4

I have a very strange situation while trying to use a specific tool (efetch from the NCBI E-utilities suite) in a while loop. This is my input file, a list of strings, one per line:

$ cat transcripts.list 
NR_169596.1
NR_169595.1
NR_169594.1

I want to run the efetch command using each of those strings as an argument, so I do:

$ while read -r line; do echo "Line: $line"; esearch -db nucleotide -query "$line"; done <  transcripts.list 
Line: NR_169596.1
<ENTREZ_DIRECT>
  <Db>nucleotide</Db>
  <WebEnv>MCID_61bb689d20b59b3e2e2d405d</WebEnv>
  <QueryKey>1</QueryKey>
  <Count>1</Count>
  <Step>1</Step>
</ENTREZ_DIRECT>

This is a single result, not three, as you can see by the single echo that runs. The same thing works, however, if I use a bad practice for loop:

$ for line in $(cat transcripts.list); do echo "Line: $line"; esearch -db nucleotide -query "$line"; done
Line: NR_169596.1
<ENTREZ_DIRECT>
  <Db>nucleotide</Db>
  <WebEnv>MCID_61bb68cabbe98560233344a7</WebEnv>
  <QueryKey>1</QueryKey>
  <Count>1</Count>
  <Step>1</Step>
</ENTREZ_DIRECT>
Line: NR_169595.1
<ENTREZ_DIRECT>
  <Db>nucleotide</Db>
  <WebEnv>MCID_61bb68cad05f5825d75e3ace</WebEnv>
  <QueryKey>1</QueryKey>
  <Count>1</Count>
  <Step>1</Step>
</ENTREZ_DIRECT>
Line: NR_169594.1
<ENTREZ_DIRECT>
  <Db>nucleotide</Db>
  <WebEnv>MCID_61bb68cb6bdec5435b5a41cb</WebEnv>
  <QueryKey>1</QueryKey>
  <Count>1</Count>
  <Step>1</Step>
</ENTREZ_DIRECT>

Question: How is this possible? Even if there is some sort of bug in the specific esearch program, that shouldn't affect the looping, so why is the shell exiting after the first iteration? And how can the for work and the while fail? What do they do differently here?


Some more details.

  1. Adding an echo in front of the esearch command makes the loop behave as expected, so this has to be related to the specific esearch command (but how can that break the shell loop?):

    $ while read -r line; do echo esearch -db nucleotide -query "$line"; done <  transcripts.list 
    esearch -db nucleotide -query NR_169596.1
    esearch -db nucleotide -query NR_169595.1
    esearch -db nucleotide -query NR_169594.1
    
  2. There is nothing odd in the list itself, I can reproduce it with different lists and there are no hidden characters:

    $ od -c transcripts.list 
    0000000   N   R   _   1   6   9   5   9   6   .   1  \n   N   R   _   1
    0000020   6   9   5   9   5   .   1  \n   N   R   _   1   6   9   5   9
    0000040   4   .   1  \n
    0000044
    
  3. I get the same behavior in bash and dash, so it can't be related to things like PIPEFAIL or anything like that. In any case, the exit status of the command is 0:

     while read -r line; do esearch -db nucleotide -query "$line"; echo "EXIT: $?"; done <  transcripts.list 
    <ENTREZ_DIRECT>
      <Db>nucleotide</Db>
      <WebEnv>MCID_61bb69e71191d1185543b24a</WebEnv>
      <QueryKey>1</QueryKey>
      <Count>1</Count>
      <Step>1</Step>
    </ENTREZ_DIRECT>
    
  4. This is happening on a system running Ubuntu, bash, version 4.4.20(1)-release. You can install the efetch tool with sudo apt install ncbi-entrez-direct, if you want to try this out.

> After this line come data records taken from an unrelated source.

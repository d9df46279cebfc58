//! Runtime configuration for planner hosts.
//!
//! # Responsibility
//! - Collect storage key, database path and logging settings in one place.
//! - Read overrides from `PLANNER_*` environment variables.
//!
//! # Invariants
//! - `storage_key` is never blank.
//! - `log_level` is always one of trace|debug|info|warn|error.

use crate::logging::{default_log_level, normalize_level};
use crate::storage::{MemoryBackend, PersistenceAdapter, SqliteBackend};
use crate::store::task_store::TaskStore;
use crate::store::TASKS_STORAGE_KEY;
use log::error;
use std::error::Error;
use std::fmt::{Display, Formatter};
use std::path::PathBuf;

pub const ENV_STORAGE_KEY: &str = "PLANNER_STORAGE_KEY";
pub const ENV_DB_PATH: &str = "PLANNER_DB_PATH";
pub const ENV_LOG_LEVEL: &str = "PLANNER_LOG_LEVEL";
pub const ENV_LOG_DIR: &str = "PLANNER_LOG_DIR";

#[derive(Debug, Clone, PartialEq, Eq)]
pub enum ConfigError {
    BlankStorageKey,
    UnsupportedLogLevel(String),
}

impl Display for ConfigError {
    fn fmt(&self, f: &mut Formatter<'_>) -> std::fmt::Result {
        match self {
            Self::BlankStorageKey => write!(f, "storage key cannot be blank"),
            Self::UnsupportedLogLevel(level) => write!(
                f,
                "unsupported log level `{level}`; expected trace|debug|info|warn|error"
            ),
        }
    }
}

impl Error for ConfigError {}

/// Planner host settings.
#[derive(Debug, Clone, PartialEq, Eq)]
pub struct PlannerConfig {
    /// Key the serialized task list lives under.
    pub storage_key: String,
    /// SQLite file for durable storage; `None` keeps state in memory.
    pub db_path: Option<PathBuf>,
    pub log_level: &'static str,
    /// Absolute directory for rolling log files; `None` disables file logging.
    pub log_dir: Option<PathBuf>,
}

impl Default for PlannerConfig {
    fn default() -> Self {
        Self {
            storage_key: TASKS_STORAGE_KEY.to_string(),
            db_path: None,
            log_level: default_log_level(),
            log_dir: None,
        }
    }
}

impl PlannerConfig {
    /// Builds a config from the process environment.
    pub fn from_env() -> Result<Self, ConfigError> {
        Self::from_lookup(|name| std::env::var(name).ok())
    }

    /// Builds a config from any variable lookup; blank values count as unset
    /// except for the storage key.
    pub fn from_lookup(lookup: impl Fn(&str) -> Option<String>) -> Result<Self, ConfigError> {
        let mut config = Self::default();

        if let Some(key) = lookup(ENV_STORAGE_KEY) {
            let key = key.trim();
            if key.is_empty() {
                return Err(ConfigError::BlankStorageKey);
            }
            config.storage_key = key.to_string();
        }
        if let Some(path) = non_blank(lookup(ENV_DB_PATH)) {
            config.db_path = Some(PathBuf::from(path));
        }
        if let Some(level) = non_blank(lookup(ENV_LOG_LEVEL)) {
            config.log_level = normalize_level(&level)
                .map_err(|_| ConfigError::UnsupportedLogLevel(level.trim().to_string()))?;
        }
        if let Some(dir) = non_blank(lookup(ENV_LOG_DIR)) {
            config.log_dir = Some(PathBuf::from(dir));
        }

        Ok(config)
    }

    /// Builds the persistence adapter this config points at.
    ///
    /// A database that cannot be opened degrades to an unavailable adapter,
    /// so the store still runs in memory for the session.
    pub fn persistence_adapter(&self) -> PersistenceAdapter {
        let Some(path) = &self.db_path else {
            return PersistenceAdapter::new(MemoryBackend::new());
        };

        match SqliteBackend::open(path) {
            Ok(backend) => PersistenceAdapter::new(backend),
            Err(err) => {
                error!(
                    "event=config_storage module=config status=error path={} error={err}",
                    path.display()
                );
                PersistenceAdapter::unavailable()
            }
        }
    }

    /// Builds a wall-clock task store wired to this config.
    pub fn task_store(&self) -> TaskStore {
        TaskStore::new(self.persistence_adapter()).with_storage_key(self.storage_key.clone())
    }
}

fn non_blank(value: Option<String>) -> Option<String> {
    value.filter(|value| !value.trim().is_empty())
}

#[cfg(test)]
mod tests {
    use super::{ConfigError, PlannerConfig, ENV_DB_PATH, ENV_LOG_LEVEL, ENV_STORAGE_KEY};
    use std::collections::HashMap;
    use std::path::PathBuf;

    fn lookup_from(pairs: &[(&str, &str)]) -> impl Fn(&str) -> Option<String> {
        let vars: HashMap<String, String> = pairs
            .iter()
            .map(|(name, value)| (name.to_string(), value.to_string()))
            .collect();
        move |name: &str| vars.get(name).cloned()
    }

    #[test]
    fn empty_environment_yields_defaults() {
        let config = PlannerConfig::from_lookup(lookup_from(&[])).unwrap();
        assert_eq!(config, PlannerConfig::default());
        assert_eq!(config.storage_key, "daily-planner-tasks");
    }

    #[test]
    fn overrides_are_applied() {
        let config = PlannerConfig::from_lookup(lookup_from(&[
            (ENV_STORAGE_KEY, " work-tasks "),
            (ENV_DB_PATH, "/tmp/planner.sqlite3"),
            (ENV_LOG_LEVEL, "WARNING"),
        ]))
        .unwrap();

        assert_eq!(config.storage_key, "work-tasks");
        assert_eq!(config.db_path, Some(PathBuf::from("/tmp/planner.sqlite3")));
        assert_eq!(config.log_level, "warn");
        assert_eq!(config.log_dir, None);
    }

    #[test]
    fn invalid_values_are_rejected() {
        let blank = PlannerConfig::from_lookup(lookup_from(&[(ENV_STORAGE_KEY, "  ")]));
        assert_eq!(blank.unwrap_err(), ConfigError::BlankStorageKey);

        let level = PlannerConfig::from_lookup(lookup_from(&[(ENV_LOG_LEVEL, "loud")]));
        assert_eq!(
            level.unwrap_err(),
            ConfigError::UnsupportedLogLevel("loud".to_string())
        );
    }

    #[test]
    fn unopenable_database_degrades_to_unavailable_adapter() {
        let dir = tempfile::tempdir().unwrap();
        let config = PlannerConfig {
            db_path: Some(dir.path().join("missing").join("nested").join("db.sqlite3")),
            ..PlannerConfig::default()
        };

        assert!(!config.persistence_adapter().is_available());
        assert!(PlannerConfig::default().persistence_adapter().is_available());
    }
}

  5. Works as expected in a loop using a different language. For instance, in perl:

    $ perl -ne 'chomp;system("esearch -db nucleotide -query \"$_\"")' transcripts.list 
    <ENTREZ_DIRECT>
      <Db>nucleotide</Db>
      <WebEnv>MCID_61bb6c68d8f66e4bb03f00e8</WebEnv>
      <QueryKey>1</QueryKey>
      <Count>1</Count>
      <Step>1</Step>
    </ENTREZ_DIRECT>
    <ENTREZ_DIRECT>
      <Db>nucleotide</Db>
      <WebEnv>MCID_61bb6c69947ca95fce4d4f0f</WebEnv>
      <QueryKey>1</QueryKey>
      <Count>1</Count>
      <Step>1</Step>
    </ENTREZ_DIRECT>
    <ENTREZ_DIRECT>
      <Db>nucleotide</Db>
      <WebEnv>MCID_61bb6c6a85c14642940393f9</WebEnv>
      <QueryKey>1</QueryKey>
      <Count>1</Count>
      <Step>1</Step>
    </ENTREZ_DIRECT>
    
terdon
  • 234,489
  • 66
  • 447
  • 667

1 Answers1

9

This is probably because esearch exhausts its standard input; read and esearch are both reading from transcripts.list.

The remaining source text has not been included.